# You've got to be nuts



## BrentWin (Jul 14, 2013)

Here's a squirrel call that I made from a scrap of cherry. I can't decide if it's a call that's also a decoy, or is it a decoy that's also a call

http://i146.Rule #2/albums/r279/brentwin/DSCF0125_zpsc791c34b.jpg


----------



## Wildthings (Jul 14, 2013)

Very Nice!


----------



## WoodLove (Jul 15, 2013)

its awesome is what it is!!!! where would ya get a squirrel call kit from? just curious.


----------



## BrentWin (Jul 15, 2013)

You can get them at most any call parts supplier, but here's the kit that I use. Al is a great guy and provides great service.

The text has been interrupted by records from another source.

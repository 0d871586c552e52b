use thiserror::Error;

use crate::clustering::domain::identity_error::IdentityError;
use crate::detection::domain::detection_source::SourceError;
use crate::shared::analysis_config::ConfigError;

/// Failures that stop an analysis run or a session command outright.
///
/// Per-frame problems are not here: they are counted in the run report
/// and logged.
#[derive(Error, Debug)]
pub enum AnalysisError {
    /// The detection source could not be initialised; no clustering ran.
    #[error("detection source unavailable: {0}")]
    ModelUnavailable(#[source] SourceError),
    #[error("an analysis run is already in progress on this session")]
    RunInProgress,
    #[error("session state is poisoned by a panicked run")]
    LockPoisoned,
    #[error(transparent)]
    Identity(#[from] IdentityError),
    #[error("invalid analysis config: {0}")]
    InvalidConfig(#[from] ConfigError),
}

http://thogamecallsstore.com/index.php?route=product/product&path=56&product_id=168


----------



## FloridaQuacker Game Calls (Jul 15, 2013)

Whats the actual size?

Is that the "mini" bellows?


----------



## BrentWin (Jul 15, 2013)

FloridaQuacker Game Calls said:


> Whats the actual size?
> 
> Is that the "mini" bellows?



The overall length is about 4". The acorn measures 1-3/4 and the bellows are the small ones that measure 2-1/4.


----------



## FloridaQuacker Game Calls (Jul 15, 2013)

BrentWin said:


> FloridaQuacker Game Calls said:
> 
> 
> > Whats the actual size?
> ...



That's neat


----------



## DavidDobbs (Jul 18, 2013)

That is really cool


----------



## BrentWin (Aug 23, 2013)

goslin99 said:


> Brent. Had much interest in this from paying customers? Seems like it'd could be popular as a novelty-ish item.



They sell about as fast as I can make them. I also make a set of salt and shakers that look like acorns, sell well also. Now I just have to take time to make some more.


----------